「上にあるものは下にあるもののごとく、内にあるものは外にあるもののごとく、宇宙にあるものは魂にあるもののごとし…」
— ヘルメス・トリスメギストス
“As above, so below, as within, so without, as the universe, so the soul…”
— Hermes Trismegistus
瞑想は、心の「真実の光」を見るための望遠鏡のようなもの。瞑想や集中、学び、洞察などを通じて、私たちの心の奥にある複雑な仕組みが見えてくる。批判せずに好奇心を持って心を観察すると、その本当の姿をはっきりと見ることができる。
内側への旅を深めるほど、体験はどんどん鮮明になる。その中には一つの宇宙が広がっていて、目線が変わり、心の細かな部分まで観察できるようになる。
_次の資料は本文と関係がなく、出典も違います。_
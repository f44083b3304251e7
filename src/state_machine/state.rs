use std::fmt;

use serde::{Deserialize, Serialize};

use crate::error::PilotError;

/// The phases of a pilot run.
///
/// Each run flows strictly forward:
/// ACQUIRE_JOB → SETUP_WORKDIR → SETUP_SCRATCH → BUILD_COMMAND → RUN_PAYLOAD →
/// PARSE_REPORT → CLEANUP → PACKAGE_LOGS → STAGE_OUT → DECLARE_OUTPUT → DONE
#[derive(Debug, Clone, Copy, PartialEq, Eq, Serialize, Deserialize)]
#[serde(rename_all = "SCREAMING_SNAKE_CASE")]
pub enum Phase {
    AcquireJob,
    SetupWorkdir,
    SetupScratch,
    BuildCommand,
    RunPayload,
    ParseReport,
    Cleanup,
    PackageLogs,
    StageOut,
    DeclareOutput,
    Done,
}

impl Phase {
    /// The phase that must follow this one, `None` after `Done`.
    pub fn next(self) -> Option<Phase> {
        match self {
            Phase::AcquireJob => Some(Phase::SetupWorkdir),
            Phase::SetupWorkdir => Some(Phase::SetupScratch),
            Phase::SetupScratch => Some(Phase::BuildCommand),
            Phase::BuildCommand => Some(Phase::RunPayload),
            Phase::RunPayload => Some(Phase::ParseReport),
            Phase::ParseReport => Some(Phase::Cleanup),
            Phase::Cleanup => Some(Phase::PackageLogs),
            Phase::PackageLogs => Some(Phase::StageOut),
            Phase::StageOut => Some(Phase::DeclareOutput),
            Phase::DeclareOutput => Some(Phase::Done),
            Phase::Done => None,
        }
    }

    pub fn pre_checkpoint(self) -> String {
        format!("PILOT_PRE_{self}")
    }

    pub fn post_checkpoint(self) -> String {
        format!("PILOT_POST_{self}")
    }
}

impl fmt::Display for Phase {
    fn fmt(&self, f: &mut fmt::Formatter<'_>) -> fmt::Result {
        let name = match self {
            Phase::AcquireJob => "ACQUIRE_JOB",
            Phase::SetupWorkdir => "SETUP_WORKDIR",
            Phase::SetupScratch => "SETUP_SCRATCH",
            Phase::BuildCommand => "BUILD_COMMAND",
            Phase::RunPayload => "RUN_PAYLOAD",
            Phase::ParseReport => "PARSE_REPORT",
            Phase::Cleanup => "CLEANUP",
            Phase::PackageLogs => "PACKAGE_LOGS",
            Phase::StageOut => "STAGE_OUT",
            Phase::DeclareOutput => "DECLARE_OUTPUT",
            Phase::Done => "DONE",
        };
        f.write_str(name)
    }
}

/// Terminal outcome of a pilot run.
#[derive(Debug, Clone, Copy, PartialEq, Eq, Serialize, Deserialize)]
#[serde(rename_all = "SCREAMING_SNAKE_CASE")]
pub enum Outcome {
    Success,
    Failure,
}

impl fmt::Display for Outcome {
    fn fmt(&self, f: &mut fmt::Formatter<'_>) -> fmt::Result {
        match self {
            Outcome::Success => write!(f, "SUCCESS"),
            Outcome::Failure => write!(f, "FAILURE"),
        }
    }
}

/// The result of evaluating a phase transition.
#[derive(Debug, Clone, PartialEq)]
pub enum Transition {
    /// Entered the given phase.
    Next(Phase),
    /// The run has ended.
    Complete(Outcome),
}

/// Enforces the linear phase order and keeps the visited history.
#[derive(Debug, Default)]
pub struct StateMachine {
    current: Option<Phase>,
    history: Vec<Phase>,
    outcome: Option<Outcome>,
}

impl StateMachine {
    pub fn new() -> Self {
        Self::default()
    }

    pub fn current(&self) -> Option<Phase> {
        self.current
    }

    /// Phases entered so far, in order.
    pub fn history(&self) -> &[Phase] {
        &self.history
    }

    pub fn outcome(&self) -> Option<Outcome> {
        self.outcome
    }

    /// Enter `to`, which must be the direct successor of the current phase
    /// (or `AcquireJob` when nothing has run yet). Entering `Done` completes
    /// the run successfully.
    pub fn advance(&mut self, to: Phase) -> Result<Transition, PilotError> {
        let expected = match (self.outcome, self.current) {
            (Some(_), _) => None,
            (None, None) => Some(Phase::AcquireJob),
            (None, Some(phase)) => phase.next(),
        };
        if expected != Some(to) {
            return Err(PilotError::PhaseOrder {
                from: self
                    .current
                    .map(|p| p.to_string())
                    .unwrap_or_else(|| "START".to_string()),
                to: to.to_string(),
            });
        }

        self.current = Some(to);
        self.history.push(to);
        if to == Phase::Done {
            self.outcome = Some(Outcome::Success);
            return Ok(Transition::Complete(Outcome::Success));
        }
        Ok(Transition::Next(to))
    }

    /// Abort the run from whatever phase it is in.
    pub fn fail(&mut self) -> Transition {
        self.outcome = Some(Outcome::Failure);
        Transition::Complete(Outcome::Failure)
    }

    /// End a run that had nothing to do.
    pub fn finish_early(&mut self) -> Transition {
        self.outcome = Some(Outcome::Success);
        Transition::Complete(Outcome::Success)
    }
}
宇宙の果てをハッブル望遠鏡で見渡す視点から、電子顕微鏡で原子の世界をのぞき込む視点へ——内側へ深まるほど、観察の解像度はどこまでも細かくなっていく。思考やイメージ、音や声、感情や感覚などが一つ一つ現れ、一瞬で形を変え、儚く消え去っていく。
こうして心を観察することで、私たちは、これらの無数の思考や感情の背後にある広がり・・・形を超えた、すべてを映す鏡のような存在・・・になれるのではないだろうか。
ガリレオが「地球は宇宙の中心ではなく、太陽の周りを回っている」という真実を明らかにしたように、この内なる発見もまた私たちの真実を映し出す。自分が宇宙の中心だと考えるのはエゴにすぎず、ちょうど地球が宇宙の中心だと誤解されていたのと同じだ。瞑想は、勇気を持ってその望遠鏡をのぞき込み、真実を見出す行為であり、自分自身が宇宙であることを認識することなのだ。
音楽:Federico Albanese – The Stars We Follow
Federico Albaneseの繊細なピアノの音色は、まるで暗闇の中にポツリと現れては消える星々のよう。それは、瞑想の中で捉える「思考や感情」の儚さと重なる。エッセイで触れた「ハッブル望遠鏡から電子顕微鏡へ」という視点の移行を、この曲のミニマルな旋律が、意識のピントをじわじわと合わせていくかのように先導してくれる気がする。
ガリレオが望遠鏡で宇宙の真実を捉えたように、私たちは瞑想という道具を使い、心の奥底に眠る広大な銀河を観測する。エゴという錯覚を脱ぎ捨て、すべてを映し出す鏡のような存在へと至る旅。Albaneseの澄んだ旋律とともに、内なる宇宙の解像度を深めてみてほしい。